Grokbase Groups Hive user June 2011
FAQ
Hi,

I want to test the use of indexes in hive. For this I created anindex, I
launched a first query above, I changed the settings on Hive and ran my
query on my database table:

CREATE INDEX index ON TABLE table(key) as 'COMPACT' WITH DEFERRED REBUILD;
ALTER INDEX index ON table REBUILD;
INSERT OVERWRITE DIRECTORY "/tmp/index-result2" SELECT `_bucketname` ,
`_offsets` FROM default__table_index__ x WHERE x.key=100;
SET hive.index.compact.file=/tmp/index_result2;
SET hive.input.format=org.apache.hadoop.hive.ql.index.compact.HiveCompactIndexInputFormat;
SELECT key, col2, sum(col3) FROM tableWHERE key=100 group BY col2;



No error but I am not sure that the index is really used. Indeed I get the
same performance with and without the index.
When I look at the logs (tasktracker, datanode, job_config), I see no call to
the directory / tmp / index_result2.
How do I know if my index has been really used?

Thanks for your help,

--
Guillaume WEILL

Search Discussions

  • Martin Konicek at Jun 8, 2011 at 11:27 am
    Hi,

    I was testing indexes today as well and the index definitely got used.
    You should be able to see this when you run two separate queries:
    INSERT OVERWRITE DIRECTORY "/tmp/index-result2" ...
    SELECT ...

    The SELECT was faster for me than without the index. In your case the
    time might be spent in the GROUP BY and maybe you have little data so
    the times look the same.

    What is not so good is that index can't be partitioned on different
    columns than the table. E.g. I would like to partition the table on date
    and the index on region (I can't partition the table on both date&region
    bc there are thousands of regions and that would create huge directory
    structure in HDFS, which I read is not recommended).

    Martin
    On 08/06/2011 11:28, Guillaume WEILL wrote:
    Hi,

    I want to test the use of indexes in hive. For this I created anindex,
    I launched a first query above, I changed the settings on Hive and ran
    my query on my database table:

    CREATE INDEX index ON TABLE table(key) as 'COMPACT' WITH DEFERRED REBUILD;
    ALTER INDEX index ON table REBUILD;
    INSERT OVERWRITE DIRECTORY "/tmp/index-result2" SELECT `_bucketname` , `_offsets` FROM default__table_index__ x WHERE x.key=100;

    SET hive.index.compact.file=/tmp/index_result2;
    SET hive.input.format=org.apache.hadoop.hive.ql.index.compact.HiveCompactIndexInputFormat;
    SELECT key, col2, sum(col3) FROM tableWHERE key=100 group BY col2;



    No error but I am not sure that the index is really used.

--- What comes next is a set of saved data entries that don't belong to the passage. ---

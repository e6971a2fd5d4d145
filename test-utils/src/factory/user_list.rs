//! User list factory for creating test list entities.

use crate::factory::helpers::next_id;
use sea_orm::{ActiveModelTrait, ActiveValue, DatabaseConnection, DbErr};

/// Factory for creating test user lists with customizable fields.
pub struct UserListFactory<'a> {
    db: &'a DatabaseConnection,
    user_id: i64,
    name: String,
    description: String,
}

impl<'a> UserListFactory<'a> {
    /// Creates a new UserListFactory owned by `user_id`.
    ///
    /// Defaults:
    /// - name: `"List {id}"`
    /// - description: `"Description {id}"`
    pub fn new(db: &'a DatabaseConnection, user_id: i64) -> Self {
        let id = next_id();
        Self {
            db,
            user_id,
            name: format!("List {}", id),
            description: format!("Description {}", id),
        }
    }

    pub fn name(mut self, name: impl Into<String>) -> Self {
        self.name = name.into();
        self
    }

    pub fn description(mut self, description: impl Into<String>) -> Self {
        self.description = description.into();
        self
    }

    /// Builds and inserts the list entity into the database.
    pub async fn build(self) -> Result<entity::user_list::Model, DbErr> {
        entity::user_list::ActiveModel {
            user_id: ActiveValue::Set(self.user_id),
            name: ActiveValue::Set(self.name),
            description: ActiveValue::Set(self.description),
            ..Default::default()
        }
        .insert(self.db)
        .await
    }
}

/// Creates a list with default values for the given user.
pub async fn create_user_list(
    db: &DatabaseConnection,
    user_id: i64,
) -> Result<entity::user_list::Model, DbErr> {
    UserListFactory::new(db, user_id).build().await
}

/// Creates a list with a specific name for the given user.
///
/// ```rust,ignore
/// let finished = create_user_list_named(&db, 7, "Finished").await?;
/// ```
pub async fn create_user_list_named(
    db: &DatabaseConnection,
    user_id: i64,
    name: &str,
) -> Result<entity::user_list::Model, DbErr> {
    UserListFactory::new(db, user_id).name(name).build().await
}
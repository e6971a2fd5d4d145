use test_utils::{builder::TestBuilder, factory};

use crate::server::{
    data::book_list::BookListRepository,
    error::{conflict::ConflictError, not_found::NotFoundError, validation::ValidationError, AppError},
    model::list::{CreateUserListParams, FINISHED_LIST_NAME},
    service::list::ListService,
};

mod add_book;
mod delete_list;
mod queries;
mod remove_book;
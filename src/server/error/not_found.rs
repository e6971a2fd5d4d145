use axum::{
    http::StatusCode,
    response::{IntoResponse, Response},
    Json,
};
use thiserror::Error;

use crate::model::api::ErrorDto;

/// A referenced record does not exist. The variant names which one.
#[derive(Error, Debug, PartialEq, Eq)]
pub enum NotFoundError {
    #[error("Book {0} doesn't exist")]
    Book(i32),

    /// List looked up by identifier.
    #[error("List {0} doesn't exist")]
    List(i32),

    /// List looked up by owner and name.
    #[error("User {user_id} has no list named '{name}'")]
    ListByName {
        /// Owner used for the lookup
        user_id: i64,
        /// Name used for the lookup
        name: String,
    },

    /// The book is not a member of the list.
    #[error("Book {book_id} is not on list {list_id}")]
    Entry {
        /// List that was searched
        list_id: i32,
        /// Book that was expected on it
        book_id: i32,
    },

    #[error("Club {0} doesn't exist")]
    Club(i32),

    /// The user is not subscribed to the club.
    #[error("User {user_id} is not subscribed to club {club_id}")]
    Subscription {
        /// Subscriber
        user_id: i64,
        /// Club
        club_id: i32,
    },
}

/// Converts not-found errors into 404 Not Found responses.
impl IntoResponse for NotFoundError {
    fn into_response(self) -> Response {
        (
            StatusCode::NOT_FOUND,
            Json(ErrorDto {
                error: self.to_string(),
            }),
        )
            .into_response()
    }
}
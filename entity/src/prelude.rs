pub use super::book::Entity as Book;
pub use super::book_list::Entity as BookList;
pub use super::club::Entity as Club;
pub use super::club_subscriber::Entity as ClubSubscriber;
pub use super::user_list::Entity as UserList;
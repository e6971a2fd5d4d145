use super::*;

/// Tests deleting an existing and a missing list.
///
/// Expected: Ok(true) then Ok(false)
#[tokio::test]
async fn deletes_list_once() -> Result<(), DbErr> {
    let test = TestBuilder::new().with_list_tables().build().await.unwrap();
    let db = test.db.as_ref().unwrap();

    let list = factory::create_user_list(db, 1).await?;
    let repo = UserListRepository::new(db);

    assert!(repo.delete(list.id).await?);
    assert!(!repo.delete(list.id).await?);
    assert!(repo.find_by_id(list.id).await?.is_none());
    Ok(())
}
use sea_orm::DatabaseConnection;

use crate::server::{
    data::book::BookRepository,
    error::{not_found::NotFoundError, validation::ValidationError, AppError},
    model::book::{Book, CreateBookParams},
};

pub struct BookService<'a> {
    db: &'a DatabaseConnection,
}

impl<'a> BookService<'a> {
    pub fn new(db: &'a DatabaseConnection) -> Self {
        Self { db }
    }

    /// Adds a book to the catalogue.
    ///
    /// # Returns
    /// - `Ok(Book)` - Created book
    /// - `Err(AppError::Validation)` - Negative page count
    /// - `Err(AppError::DbErr)` - Database error
    pub async fn create(&self, params: CreateBookParams) -> Result<Book, AppError> {
        if params.pages < 0 {
            return Err(ValidationError::NegativePages(params.pages).into());
        }

        let book = BookRepository::new(self.db).create(params).await?;

        tracing::info!("Created book {} '{}'", book.id, book.title);

        Ok(book)
    }

    /// Gets a book by ID, failing with `NotFoundError::Book` if it doesn't exist.
    pub async fn get_by_id(&self, id: i32) -> Result<Book, AppError> {
        let book = BookRepository::new(self.db)
            .find_by_id(id)
            .await?
            .ok_or(NotFoundError::Book(id))?;

        Ok(book)
    }
}
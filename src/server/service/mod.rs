//! Service layer for business logic and orchestration.
//!
//! This module contains the service layer of the application, which sits between the
//! controller (API) layer and the data (repository) layer. Services are responsible for:
//!
//! - **Business Logic**: Enforcing the progress bounds, list membership and club
//!   subscription rules
//! - **Orchestration**: Coordinating multiple repository calls
//! - **Domain Models**: Working with domain models rather than DTOs or entity models
//! - **Transaction Management**: Running multi-step mutations inside one database
//!   transaction so a failure part way through leaves nothing behind
//!
//! Every service borrows the shared `DatabaseConnection`. Multi-step operations open a
//! transaction with `TransactionTrait::begin` and run every repository call on it;
//! returning early with an error drops the transaction, which rolls it back.

pub mod book;
pub mod club;
pub mod list;
pub mod progress;

#[cfg(test)]
mod test;
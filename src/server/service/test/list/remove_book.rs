use super::*;

/// Tests removing the same book twice.
///
/// Expected: first Ok, second NotFound(Entry)
#[tokio::test]
async fn second_removal_is_not_found() -> Result<(), AppError> {
    let test = TestBuilder::new().with_list_tables().build().await.unwrap();
    let db = test.db.as_ref().unwrap();

    let (book, list, _) = factory::helpers::create_book_in_list(db, 1, 0).await?;
    let service = ListService::new(db);

    service.remove_book(list.id, book.id).await?;
    let second = service.remove_book(list.id, book.id).await;

    assert!(matches!(
        second,
        Err(AppError::NotFound(NotFoundError::Entry { .. }))
    ));
    assert!(BookListRepository::new(db).find_by_list_id(list.id).await?.is_empty());
    Ok(())
}

/// Tests the order of the existence checks.
///
/// Expected: unknown book reported before unknown list
#[tokio::test]
async fn checks_book_before_list() -> Result<(), AppError> {
    let test = TestBuilder::new().with_list_tables().build().await.unwrap();
    let db = test.db.as_ref().unwrap();

    let book = factory::create_book(db).await?;
    let service = ListService::new(db);

    assert!(matches!(
        service.remove_book(500, 600).await,
        Err(AppError::NotFound(NotFoundError::Book(600)))
    ));
    assert!(matches!(
        service.remove_book(500, book.id).await,
        Err(AppError::NotFound(NotFoundError::List(500)))
    ));
    Ok(())
}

Indeed I get
    the same performance with and without the index.
    When I look at the logs (tasktracker, datanode, job_config), I see no
    call to the directory / tmp / index_result2.
    How do I know if my index has been really used?

    Thanks for your help,

    --
    Guillaume WEILL
  • Guillaume WEILL at Jun 8, 2011 at 4:09 pm
    Thanks for your reply.

    Could you say me how much time have you saved with the index and the time
    used on a query without query? The amount of data of your table could be
    helpful too.
    This is to verify your point of view about the amount of data because I am
    really not impressed by performance of my index.
    Personally I work on 100 GB.

    Guillaume



    2011/6/8 Martin Konicek <martin.konicek@gmail.com>
    Hi,

    I was testing indexes today as well and the index definitely got used. You
    should be able to see this when you run two separate queries:

    INSERT OVERWRITE DIRECTORY "/tmp/index-result2" ...
    SELECT ...

    The SELECT was faster for me than without the index. In your case the time
    might be spent in the GROUP BY and maybe you have little data so the times
    look the same.

    What is not so good is that index can't be partitioned on different columns
    than the table. E.g. I would like to partition the table on date and the
    index on region (I can't partition the table on both date&region bc there
    are thousands of regions and that would create huge directory structure in
    HDFS, which I read is not recommended).

    Martin

    On 08/06/2011 11:28, Guillaume WEILL wrote:

    Hi,

    I want to test the use of indexes in hive. For this I created anindex, I
    launched a first query above, I changed the settings on Hive and ran my
    query on my database table:

    CREATE INDEX index ON TABLE table(key) as 'COMPACT' WITH DEFERRED REBUILD;
    ALTER INDEX index ON table REBUILD;
    INSERT OVERWRITE DIRECTORY "/tmp/index-result2" SELECT `_bucketname` ,
    `_offsets` FROM default__table_index__ x WHERE x.key=100;

    SET hive.index.compact.file=/tmp/index_result2;
    SET
    hive.input.format=org.apache.hadoop.hive.ql.index.compact.HiveCompactIndexInputFormat;
    SELECT key, col2, sum(col3) FROM tableWHERE key=100 group BY col2;



    No error but I am not sure that the index is really used. Indeed I get the
    same performance with and without the index.
    When I look at the logs (tasktracker, datanode, job_config), I see no call
    to the directory / tmp / index_result2.
    How do I know if my index has been really used?

    Thanks for your help,

    --
    Guillaume WEILL
  • Martin Konicek at Jun 8, 2011 at 7:10 pm
    Oh I had very little data (a few MB) - I am just testing whether
    features work at all before I try it on bigger data (for example
    compression does not work for me
    http://wiki.apache.org/hadoop/Hive/CompressedStorage ; also not sure
    whether indexes work on compressed files).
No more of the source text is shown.